TASK REQUIREMENTS:
Report all lines of the data below that hold the word "eprintln".

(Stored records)

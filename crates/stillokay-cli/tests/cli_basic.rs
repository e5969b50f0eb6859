//! Basic CLI E2E tests.
//!
//! Each test runs the built binary against its own temporary HOME so the
//! config file and database start empty.

use std::path::Path;
use std::process::Command;

/// Run a CLI command and return (stdout, stderr, exit code).
fn run_cli(home: &Path, args: &[&str]) -> (String, String, i32) {
    let output = Command::new(env!("CARGO_BIN_EXE_stillokay"))
        .args(args)
        .env("HOME", home)
        .env_remove("STILLOKAY_ENV")
        .env_remove("RUST_LOG")
        .output()
        .expect("Failed to execute CLI command");

    let stdout = String::from_utf8_lossy(&output.stdout).to_string();
    let stderr = String::from_utf8_lossy(&output.stderr).to_string();
    let code = output.status.code().unwrap_or(-1);

    (stdout, stderr, code)
}

fn run_json(home: &Path, args: &[&str]) -> serde_json::Value {
    let (stdout, stderr, code) = run_cli(home, args);
    assert_eq!(code, 0, "{args:?} failed: {stderr}");
    serde_json::from_str(&stdout).expect("stdout is not JSON")
}

#[test]
fn test_checkin_then_stats() {
    let home = tempfile::tempdir().unwrap();

    let out = run_json(
        home.path(),
        &["checkin", "--status", "สบายดี", "--lat", "14.06", "--lng", "100.61"],
    );
    assert_eq!(out["record"]["status"], "สบายดี");
    assert_eq!(out["streak"]["current_streak"], 1);
    assert_eq!(out["streak"]["checked_in_today"], true);

    // second check-in reuses the last known location
    let out = run_json(home.path(), &["checkin"]);
    assert_eq!(out["record"]["coords"]["latitude"], 14.06);

    let history = run_json(home.path(), &["history", "list"]);
    assert_eq!(history.as_array().unwrap().len(), 2);

    let dashboard = run_json(home.path(), &["stats", "dashboard"]);
    assert_eq!(dashboard["total_check_ins"], 2);
    assert_eq!(dashboard["streak"]["current_streak"], 1);
    assert_eq!(dashboard["badges"]["unlocked"][0]["id"], "first");

    let calendar = run_json(home.path(), &["stats", "calendar", "--weeks", "2"]);
    assert_eq!(calendar.as_array().unwrap().len(), 2);

    let chart = run_json(home.path(), &["stats", "chart"]);
    assert_eq!(chart.as_array().unwrap().len(), 7);
}

#[test]
fn test_checkin_without_location_fails() {
    let home = tempfile::tempdir().unwrap();
    let (_, stderr, code) = run_cli(home.path(), &["checkin"]);
    assert_eq!(code, 1);
    assert!(stderr.contains("--lat"));
}

#[test]
fn test_checkin_rejects_out_of_range_coordinates() {
    let home = tempfile::tempdir().unwrap();
    let (_, _, code) = run_cli(home.path(), &["checkin", "--lat", "123", "--lng", "0"]);
    assert_eq!(code, 1);
}

#[test]
fn test_history_import_and_delete() {
    let home = tempfile::tempdir().unwrap();
    let file = home.path().join("export.json");
    std::fs::write(
        &file,
        r#"[
            {"id":"1770775800000","date":"11/2/2569 09:10:00","status":"a","coords":{"latitude":1.0,"longitude":2.0}},
            {"id":"1770689400000","date":"10/2/2569 09:10:00","status":"b","coords":{"latitude":1.0,"longitude":2.0}}
        ]"#,
    )
    .unwrap();

    let out = run_json(home.path(), &["history", "import", file.to_str().unwrap()]);
    assert_eq!(out["inserted"], 2);

    let (stdout, _, code) = run_cli(home.path(), &["history", "delete", "1770775800000"]);
    assert_eq!(code, 0);
    assert!(stdout.contains("deleted"));

    let (_, _, code) = run_cli(home.path(), &["history", "delete", "1770775800000"]);
    assert_eq!(code, 1);

    let history = run_json(home.path(), &["history", "list", "--resolved"]);
    assert_eq!(history[0]["resolved"]["source"], "epoch_millis");
}

#[test]
fn test_config_get_set() {
    let home = tempfile::tempdir().unwrap();

    let (stdout, _, code) = run_cli(home.path(), &["config", "get", "calendar.week_start"]);
    assert_eq!(code, 0);
    assert_eq!(stdout.trim(), "sunday");

    let (_, _, code) = run_cli(home.path(), &["config", "set", "calendar.week_start", "monday"]);
    assert_eq!(code, 0);
    let (stdout, _, _) = run_cli(home.path(), &["config", "get", "calendar.week_start"]);
    assert_eq!(stdout.trim(), "monday");

    let (_, _, code) = run_cli(home.path(), &["config", "set", "calendar.nope", "1"]);
    assert_eq!(code, 1);
}

#[test]
fn test_family_replay() {
    let home = tempfile::tempdir().unwrap();
    let roster = home.path().join("roster.json");
    let events = home.path().join("events.jsonl");
    std::fs::write(
        &roster,
        r#"[{"id":"mom","display_name":"แม่"},{"id":"me","display_name":"ฉัน"}]"#,
    )
    .unwrap();
    std::fs::write(
        &events,
        concat!(
            r#"{"eventType":"UPDATE","new":{"user_id":"mom","status_text":"ทำงาน","battery_level":80}}"#,
            "\n",
            r#"{"member_id":"ghost","status_text":"boo"}"#,
            "\n",
        ),
    )
    .unwrap();

    let out = run_json(
        home.path(),
        &[
            "family",
            "replay",
            "--roster",
            roster.to_str().unwrap(),
            "--events",
            events.to_str().unwrap(),
            "--self-id",
            "me",
        ],
    );
    let members = out["members"].as_array().unwrap();
    assert_eq!(members.len(), 1);
    assert_eq!(members[0]["status_text"], "ทำงาน");
    assert_eq!(members[0]["battery_level"], 80);
    assert_eq!(out["stats"]["applied"], 1);
    assert_eq!(out["stats"]["ignored"], 1);
}

#[test]
fn test_oversized_numbers_are_errors_not_panics() {
    let home = tempfile::tempdir().unwrap();

    let (_, _, code) = run_cli(
        home.path(),
        &["config", "set", "calendar.overdue_after_hours", "9223372036854775807"],
    );
    assert_eq!(code, 1);
    let (_, _, code) = run_cli(home.path(), &["stats", "streak"]);
    assert_eq!(code, 0);

    let calendar = run_json(home.path(), &["stats", "calendar", "--weeks", "4294967295"]);
    assert_eq!(calendar.as_array().unwrap().len(), 520);

    let roster = home.path().join("roster.json");
    std::fs::write(&roster, r#"[{"id":"mom","display_name":"แม่"}]"#).unwrap();
    let (_, stderr, code) = run_cli(
        home.path(),
        &[
            "family",
            "attention",
            "--roster",
            roster.to_str().unwrap(),
            "--hours",
            "9223372036854775807",
        ],
    );
    assert_eq!(code, 1);
    assert!(stderr.contains("out of range"));
}

#[test]
fn test_family_attention_lists_members_without_updates() {
    let home = tempfile::tempdir().unwrap();
    let roster = home.path().join("roster.json");
    std::fs::write(
        &roster,
        r#"[{"id":"mom","display_name":"แม่"},{"id":"me","display_name":"ฉัน"}]"#,
    )
    .unwrap();

    let out = run_json(
        home.path(),
        &["family", "attention", "--roster", roster.to_str().unwrap(), "--self-id", "me"],
    );
    let ids: Vec<_> = out.as_array().unwrap().iter().map(|m| m["id"].clone()).collect();
    assert_eq!(ids, vec!["mom"]);
}

#[test]
fn test_completions() {
    let home = tempfile::tempdir().unwrap();
    let (stdout, _, code) = run_cli(home.path(), &["completions", "bash"]);
    assert_eq!(code, 0);
    assert!(stdout.contains("stillokay"));
}
//! Injectable time source.
//!
//! Every calendar computation in this crate is anchored on "today" in the
//! user's local timezone. Callers hand in a [`Clock`] instead of the engine
//! reading the wall clock, so week rollovers, midnight and DST edges can be
//! pinned down in tests.

use chrono::{
    DateTime, Duration, FixedOffset, Local, NaiveDate, NaiveDateTime, Offset, TimeZone, Utc,
};

/// Source of "now" plus the local timezone used for day truncation.
pub trait Clock {
    /// Current instant.
    fn now(&self) -> DateTime<Utc>;

    /// Wall-clock reading of `instant` in the local timezone.
    fn to_local(&self, instant: DateTime<Utc>) -> NaiveDateTime;

    /// Interpret a local wall-clock reading as an instant.
    ///
    /// Returns `None` for readings that do not exist locally (DST gaps).
    /// Ambiguous readings resolve to the earlier instant.
    fn from_local(&self, local: NaiveDateTime) -> Option<DateTime<Utc>>;

    /// Local calendar day of `instant`.
    fn local_date(&self, instant: DateTime<Utc>) -> NaiveDate {
        self.to_local(instant).date()
    }

    /// Local calendar day of "now".
    fn today(&self) -> NaiveDate {
        self.local_date(self.now())
    }
}

/// Wall clock in the operating system's timezone.
#[derive(Debug, Clone, Copy, Default)]
pub struct SystemClock;

impl Clock for SystemClock {
    fn now(&self) -> DateTime<Utc> {
        Utc::now()
    }

    fn to_local(&self, instant: DateTime<Utc>) -> NaiveDateTime {
        instant.with_timezone(&Local).naive_local()
    }

    fn from_local(&self, local: NaiveDateTime) -> Option<DateTime<Utc>> {
        Local
            .from_local_datetime(&local)
            .earliest()
            .map(|dt| dt.with_timezone(&Utc))
    }
}

/// Wall clock pinned to a fixed UTC offset, ignoring the OS timezone.
#[derive(Debug, Clone, Copy)]
pub struct OffsetClock {
    offset: FixedOffset,
}

impl OffsetClock {
    pub fn new(offset: FixedOffset) -> Self {
        Self { offset }
    }

    /// Build from an offset in minutes east of UTC.
    ///
    /// Returns `None` when the offset is outside +-24h.
    pub fn from_minutes(minutes: i32) -> Option<Self> {
        FixedOffset::east_opt(minutes.checked_mul(60)?).map(Self::new)
    }
}

impl Clock for OffsetClock {
    fn now(&self) -> DateTime<Utc> {
        Utc::now()
    }

    fn to_local(&self, instant: DateTime<Utc>) -> NaiveDateTime {
        instant.with_timezone(&self.offset).naive_local()
    }

    fn from_local(&self, local: NaiveDateTime) -> Option<DateTime<Utc>> {
        fixed_from_local(self.offset, local)
    }
}

/// Frozen clock for tests and replays.
#[derive(Debug, Clone, Copy)]
pub struct FixedClock {
    now: DateTime<Utc>,
    offset: FixedOffset,
}

impl FixedClock {
    pub fn new(now: DateTime<Utc>, offset: FixedOffset) -> Self {
        Self { now, offset }
    }

    /// Frozen at `now`, with UTC as the local timezone.
    pub fn utc(now: DateTime<Utc>) -> Self {
        Self::new(now, Utc.fix())
    }

    /// Frozen at a local wall-clock reading in the given offset (hours east).
    ///
    /// # Panics
    /// Panics on an invalid date or offset; intended for test fixtures.
    pub fn at_local(
        year: i32,
        month: u32,
        day: u32,
        hour: u32,
        minute: u32,
        offset_hours: i32,
    ) -> Self {
        let offset = FixedOffset::east_opt(offset_hours * 3600).expect("valid offset");
        let now = offset
            .with_ymd_and_hms(year, month, day, hour, minute, 0)
            .single()
            .expect("valid local time")
            .with_timezone(&Utc);
        Self::new(now, offset)
    }

    pub fn advance(&mut self, by: Duration) {
        self.now += by;
    }

    pub fn offset(&self) -> FixedOffset {
        self.offset
    }
}

impl Clock for FixedClock {
    fn now(&self) -> DateTime<Utc> {
        self.now
    }

    fn to_local(&self, instant: DateTime<Utc>) -> NaiveDateTime {
        instant.with_timezone(&self.offset).naive_local()
    }

    fn from_local(&self, local: NaiveDateTime) -> Option<DateTime<Utc>> {
        fixed_from_local(self.offset, local)
    }
}

fn fixed_from_local(offset: FixedOffset, local: NaiveDateTime) -> Option<DateTime<Utc>> {
    offset
        .from_local_datetime(&local)
        .single()
        .map(|dt| dt.with_timezone(&Utc))
}
use clap::{CommandFactory, Parser, Subcommand};
use clap_complete::Shell;
use tracing_subscriber::EnvFilter;

mod commands;

#[derive(Parser)]
#[command(name = "stillokay", version, about = "Stillokay daily check-in CLI")]
struct Cli {
    #[command(subcommand)]
    command: Commands,
}

#[derive(Subcommand)]
enum Commands {
    /// Record an "I'm okay" check-in
    Checkin(commands::checkin::CheckinArgs),
    /// Check-in history management
    History {
        #[command(subcommand)]
        action: commands::history::HistoryAction,
    },
    /// Streak, weekly and badge statistics
    Stats {
        #[command(subcommand)]
        action: commands::stats::StatsAction,
    },
    /// Family roster replay
    Family {
        #[command(subcommand)]
        action: commands::family::FamilyAction,
    },
    /// Configuration management
    Config {
        #[command(subcommand)]
        action: commands::config::ConfigAction,
    },
    /// Print shell completions
    Completions {
        #[arg(value_enum)]
        shell: Shell,
    },
}

fn main() {
    // stdout carries JSON; logs go to stderr
    tracing_subscriber::fmt()
        .with_env_filter(
            EnvFilter::try_from_default_env().unwrap_or_else(|_| EnvFilter::new("warn")),
        )
        .with_writer(std::io::stderr)
        .init();

    let cli = Cli::parse();
    let result = match cli.command {
        Commands::Checkin(args) => commands::checkin::run(args),
        Commands::History { action } => commands::history::run(action),
        Commands::Stats { action } => commands::stats::run(action),
        Commands::Family { action } => commands::family::run(action),
        Commands::Config { action } => commands::config::run(action),
        Commands::Completions { shell } => {
            clap_complete::generate(
                shell,
                &mut Cli::command(),
                "stillokay",
                &mut std::io::stdout(),
            );
            Ok(())
        }
    };

    if let Err(e) = result {
        eprintln!("error: {e}");
        std::process::exit(1);
    }
}
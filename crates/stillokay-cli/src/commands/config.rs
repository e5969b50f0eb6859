use clap::Subcommand;
use stillokay_core::Config;

use super::{print_json, CliResult};

#[derive(Subcommand)]
pub enum ConfigAction {
    /// Get a config value
    Get {
        /// Dot-separated key (e.g. "calendar.week_start", "roster.self_id")
        key: String,
    },
    /// Set a config value
    Set {
        /// Dot-separated key
        key: String,
        /// New value ("null" clears an optional key)
        value: String,
    },
    /// List all config values
    List,
    /// Reset config to defaults
    Reset,
}

pub fn run(action: ConfigAction) -> CliResult {
    match action {
        ConfigAction::Get { key } => {
            let config = Config::load()?;
            match config.get(&key) {
                Some(value) => println!("{value}"),
                None => {
                    eprintln!("unknown key: {key}");
                    std::process::exit(1);
                }
            }
        }
        ConfigAction::Set { key, value } => {
            let mut config = Config::load()?;
            config.set(&key, &value)?;
            config.save()?;
            println!("ok");
        }
        ConfigAction::List => {
            let config = Config::load()?;
            print_json(&config)?;
        }
        ConfigAction::Reset => {
            let config = Config::default();
            config.save()?;
            println!("config reset to defaults");
        }
    }
    Ok(())
}
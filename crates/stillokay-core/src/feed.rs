//! Realtime roster feed.
//!
//! Transport is out of scope: whatever delivers `user_status` rows (a
//! realtime channel, polling, a replay file) decodes them with
//! [`RealtimePayload`] and publishes the resulting events on a
//! [`StatusBroker`]. A [`RosterSession`] subscribed to the broker folds
//! them into its roster in arrival order.

use chrono::{DateTime, FixedOffset, Utc};
use serde::{Deserialize, Serialize};
use tokio::sync::broadcast::{self, error::RecvError, error::TryRecvError};

use crate::error::Result;
use crate::record::Coordinates;
use crate::roster::{ApplyOutcome, FamilyMember, MergePolicy, PartialStatusEvent, RosterState};

/// Default broker buffer; slow subscribers beyond this lag and skip events.
pub const DEFAULT_BROKER_CAPACITY: usize = 256;

/// Bulk, point-in-time roster fetch.
pub trait RosterSource {
    fn fetch_members(&self) -> Result<Vec<FamilyMember>>;
}

/// Fixed member list, e.g. loaded from a file.
#[derive(Debug, Clone, Default)]
pub struct StaticRoster(pub Vec<FamilyMember>);

impl RosterSource for StaticRoster {
    fn fetch_members(&self) -> Result<Vec<FamilyMember>> {
        Ok(self.0.clone())
    }
}

/// One row of the `user_status` table.
#[derive(Debug, Clone, PartialEq, Serialize, Deserialize)]
pub struct StatusRow {
    pub user_id: String,
    #[serde(default)]
    pub latitude: Option<f64>,
    #[serde(default)]
    pub longitude: Option<f64>,
    #[serde(default)]
    pub status_text: Option<String>,
    #[serde(default)]
    pub battery_level: Option<i32>,
    #[serde(default)]
    pub is_online: Option<bool>,
    #[serde(default)]
    pub last_updated: Option<DateTime<Utc>>,
}

impl From<StatusRow> for PartialStatusEvent {
    fn from(row: StatusRow) -> Self {
        let location = match (row.latitude, row.longitude) {
            (Some(latitude), Some(longitude)) => Some(Coordinates {
                latitude,
                longitude,
            }),
            _ => None,
        };
        PartialStatusEvent {
            member_id: row.user_id,
            location,
            status_text: row.status_text,
            is_online: row.is_online,
            battery_level: row.battery_level,
            last_updated: row.last_updated,
        }
    }
}

/// Change notification envelope as delivered by the realtime channel.
#[derive(Debug, Clone, Deserialize)]
pub struct RealtimePayload {
    #[serde(rename = "eventType")]
    pub event_type: String,
    #[serde(default)]
    pub new: Option<StatusRow>,
}

impl RealtimePayload {
    /// Only `UPDATE` notifications carrying a row become status events.
    pub fn into_event(self) -> Option<PartialStatusEvent> {
        if self.event_type != "UPDATE" {
            return None;
        }
        self.new.map(PartialStatusEvent::from)
    }
}

/// In-process fan-out of status events.
#[derive(Debug, Clone)]
pub struct StatusBroker {
    tx: broadcast::Sender<PartialStatusEvent>,
}

impl Default for StatusBroker {
    fn default() -> Self {
        Self::new(DEFAULT_BROKER_CAPACITY)
    }
}

impl StatusBroker {
    pub fn new(capacity: usize) -> Self {
        let (tx, _) = broadcast::channel(capacity.max(1));
        Self { tx }
    }

    /// Publish to every live subscriber. Returns how many received it.
    pub fn publish(&self, event: PartialStatusEvent) -> usize {
        self.tx.send(event).unwrap_or(0)
    }

    pub fn subscribe(&self) -> Subscription {
        Subscription {
            rx: Some(self.tx.subscribe()),
        }
    }

    pub fn subscriber_count(&self) -> usize {
        self.tx.receiver_count()
    }
}

/// Receiving end of a broker. Dropping it unsubscribes.
#[derive(Debug)]
pub struct Subscription {
    rx: Option<broadcast::Receiver<PartialStatusEvent>>,
}

impl Subscription {
    /// Wait for the next event. `None` once unsubscribed or the broker is gone.
    pub async fn next(&mut self) -> Option<PartialStatusEvent> {
        loop {
            let rx = self.rx.as_mut()?;
            match rx.recv().await {
                Ok(event) => return Some(event),
                Err(RecvError::Lagged(skipped)) => {
                    tracing::warn!(skipped, "roster subscription lagged, events dropped");
                }
                Err(RecvError::Closed) => {
                    self.rx = None;
                    return None;
                }
            }
        }
    }

    /// Next already-delivered event, without waiting.
    pub fn try_next(&mut self) -> Option<PartialStatusEvent> {
        loop {
            let rx = self.rx.as_mut()?;
            match rx.try_recv() {
                Ok(event) => return Some(event),
                Err(TryRecvError::Lagged(skipped)) => {
                    tracing::warn!(skipped, "roster subscription lagged, events dropped");
                }
                Err(TryRecvError::Empty) => return None,
                Err(TryRecvError::Closed) => {
                    self.rx = None;
                    return None;
                }
            }
        }
    }

    pub fn unsubscribe(&mut self) {
        if self.rx.take().is_some() {
            tracing::debug!("roster subscription closed");
        }
    }

    pub fn is_active(&self) -> bool {
        self.rx.is_some()
    }
}

/// Running tally of what a session has applied.
#[derive(Debug, Clone, Copy, Default, PartialEq, Eq, Serialize)]
pub struct SessionStats {
    pub applied: usize,
    pub ignored: usize,
    pub stale_fields: usize,
}

/// Roster owned by one screen or session.
#[derive(Debug)]
pub struct RosterSession {
    state: RosterState,
    self_id: Option<String>,
    stats: SessionStats,
}

impl RosterSession {
    /// Seed the roster from one bulk fetch.
    ///
    /// # Errors
    /// Returns an error if the source fails to fetch.
    pub fn start(source: &dyn RosterSource, policy: MergePolicy) -> Result<Self> {
        let members = source.fetch_members()?;
        tracing::info!(members = members.len(), ?policy, "roster session started");
        Ok(Self {
            state: RosterState::new(members).with_policy(policy),
            self_id: None,
            stats: SessionStats::default(),
        })
    }

    /// Identity of the viewer, excluded from [`RosterSession::others`].
    pub fn with_self_id(mut self, self_id: impl Into<String>) -> Self {
        self.self_id = Some(self_id.into());
        self
    }

    pub fn with_display_offset(mut self, offset: FixedOffset) -> Self {
        self.state = self.state.with_display_offset(offset);
        self
    }

    pub fn state(&self) -> &RosterState {
        &self.state
    }

    pub fn stats(&self) -> SessionStats {
        self.stats
    }

    pub fn into_state(self) -> RosterState {
        self.state
    }

    /// Other family members, or everyone if no self id is set.
    pub fn others(&self) -> Vec<&FamilyMember> {
        match &self.self_id {
            Some(id) => self.state.others(id).collect(),
            None => self.state.members().collect(),
        }
    }

    pub fn apply(&mut self, event: &PartialStatusEvent) -> ApplyOutcome {
        let outcome = self.state.apply(event);
        match outcome {
            ApplyOutcome::Applied { stale, .. } => {
                self.stats.applied += 1;
                self.stats.stale_fields += stale;
            }
            ApplyOutcome::UnknownMember => self.stats.ignored += 1,
        }
        outcome
    }

    /// Apply every event already waiting on `subscription`.
    pub fn drain(&mut self, subscription: &mut Subscription) -> usize {
        let mut count = 0;
        while let Some(event) = subscription.try_next() {
            self.apply(&event);
            count += 1;
        }
        count
    }

    /// Apply events until the subscription ends.
    pub async fn run(&mut self, mut subscription: Subscription) -> SessionStats {
        while let Some(event) = subscription.next().await {
            self.apply(&event);
        }
        tracing::info!(
            applied = self.stats.applied,
            ignored = self.stats.ignored,
            "roster feed ended"
        );
        self.stats
    }
}
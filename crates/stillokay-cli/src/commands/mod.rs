pub mod checkin;
pub mod config;
pub mod family;
pub mod history;
pub mod stats;

use serde::Serialize;

pub type CliResult = Result<(), Box<dyn std::error::Error>>;

pub fn print_json<T: Serialize + ?Sized>(value: &T) -> CliResult {
    println!("{}", serde_json::to_string_pretty(value)?);
    Ok(())
}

WRITTEN RESPONSE:
        eprintln!("error: {e}");
                    eprintln!("unknown key: {key}");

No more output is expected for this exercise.